§ **WORK TO BE COMPLETED**:
The lines to find are those in the entries that hold the word "referenced"; copy every one of them.

§ **TASK DATA**:
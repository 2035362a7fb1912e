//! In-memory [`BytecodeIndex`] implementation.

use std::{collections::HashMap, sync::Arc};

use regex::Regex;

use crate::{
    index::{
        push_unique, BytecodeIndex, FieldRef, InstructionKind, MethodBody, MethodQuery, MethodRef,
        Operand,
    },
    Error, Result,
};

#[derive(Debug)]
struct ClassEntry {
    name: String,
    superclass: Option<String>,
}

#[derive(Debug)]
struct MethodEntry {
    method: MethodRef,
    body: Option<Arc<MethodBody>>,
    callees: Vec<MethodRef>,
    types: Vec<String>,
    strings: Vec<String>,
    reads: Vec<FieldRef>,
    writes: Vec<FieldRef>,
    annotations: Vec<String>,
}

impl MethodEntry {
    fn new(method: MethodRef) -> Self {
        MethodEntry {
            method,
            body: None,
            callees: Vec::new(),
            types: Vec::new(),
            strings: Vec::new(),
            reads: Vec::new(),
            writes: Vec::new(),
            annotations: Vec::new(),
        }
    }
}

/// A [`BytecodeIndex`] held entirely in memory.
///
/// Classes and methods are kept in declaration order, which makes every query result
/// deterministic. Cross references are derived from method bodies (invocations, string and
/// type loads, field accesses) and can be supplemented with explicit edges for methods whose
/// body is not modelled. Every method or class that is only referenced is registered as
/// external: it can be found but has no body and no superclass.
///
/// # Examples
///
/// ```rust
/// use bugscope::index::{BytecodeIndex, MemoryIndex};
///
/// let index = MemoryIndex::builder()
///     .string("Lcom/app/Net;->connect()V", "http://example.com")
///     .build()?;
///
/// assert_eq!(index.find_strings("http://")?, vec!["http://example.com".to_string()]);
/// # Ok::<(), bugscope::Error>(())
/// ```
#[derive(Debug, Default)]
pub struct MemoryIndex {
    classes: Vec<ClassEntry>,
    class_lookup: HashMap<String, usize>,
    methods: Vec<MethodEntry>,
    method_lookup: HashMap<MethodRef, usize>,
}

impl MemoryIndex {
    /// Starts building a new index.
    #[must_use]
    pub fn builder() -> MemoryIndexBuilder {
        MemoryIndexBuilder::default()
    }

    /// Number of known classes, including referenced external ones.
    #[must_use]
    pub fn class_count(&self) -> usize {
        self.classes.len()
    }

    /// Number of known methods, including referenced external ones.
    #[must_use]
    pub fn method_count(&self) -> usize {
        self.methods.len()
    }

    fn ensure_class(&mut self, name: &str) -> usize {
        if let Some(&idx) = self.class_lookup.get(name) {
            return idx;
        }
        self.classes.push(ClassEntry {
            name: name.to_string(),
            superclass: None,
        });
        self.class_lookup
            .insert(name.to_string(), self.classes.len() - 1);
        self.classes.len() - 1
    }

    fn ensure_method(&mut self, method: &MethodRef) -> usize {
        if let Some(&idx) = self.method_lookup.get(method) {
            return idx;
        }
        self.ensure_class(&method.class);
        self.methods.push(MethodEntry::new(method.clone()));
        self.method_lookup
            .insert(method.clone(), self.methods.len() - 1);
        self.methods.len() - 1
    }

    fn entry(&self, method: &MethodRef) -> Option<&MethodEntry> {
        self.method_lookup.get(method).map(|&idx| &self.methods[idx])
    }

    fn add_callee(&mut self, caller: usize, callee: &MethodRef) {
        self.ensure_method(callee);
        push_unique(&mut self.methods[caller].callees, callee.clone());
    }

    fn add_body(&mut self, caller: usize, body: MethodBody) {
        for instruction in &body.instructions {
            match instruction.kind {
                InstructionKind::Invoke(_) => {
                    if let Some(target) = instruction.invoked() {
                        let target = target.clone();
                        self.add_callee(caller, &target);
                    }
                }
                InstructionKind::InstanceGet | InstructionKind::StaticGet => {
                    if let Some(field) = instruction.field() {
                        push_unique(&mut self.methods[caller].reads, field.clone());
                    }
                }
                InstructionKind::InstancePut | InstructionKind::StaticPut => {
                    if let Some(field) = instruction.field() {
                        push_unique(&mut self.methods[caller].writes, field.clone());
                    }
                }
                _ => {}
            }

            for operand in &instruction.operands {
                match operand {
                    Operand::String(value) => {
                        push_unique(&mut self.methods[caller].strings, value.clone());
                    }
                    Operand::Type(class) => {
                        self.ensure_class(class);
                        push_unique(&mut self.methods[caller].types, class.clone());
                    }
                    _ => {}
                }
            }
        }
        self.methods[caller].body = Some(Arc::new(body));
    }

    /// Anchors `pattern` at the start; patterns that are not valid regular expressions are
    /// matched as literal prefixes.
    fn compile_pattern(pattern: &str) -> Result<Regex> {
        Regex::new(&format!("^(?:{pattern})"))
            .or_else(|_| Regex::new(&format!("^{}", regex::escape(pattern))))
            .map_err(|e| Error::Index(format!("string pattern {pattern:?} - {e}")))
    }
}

§ **FINISHED TASK**:
/// body is not modelled. Every method or class that is only referenced is registered as
    /// Number of known classes, including referenced external ones.
    /// Number of known methods, including referenced external ones.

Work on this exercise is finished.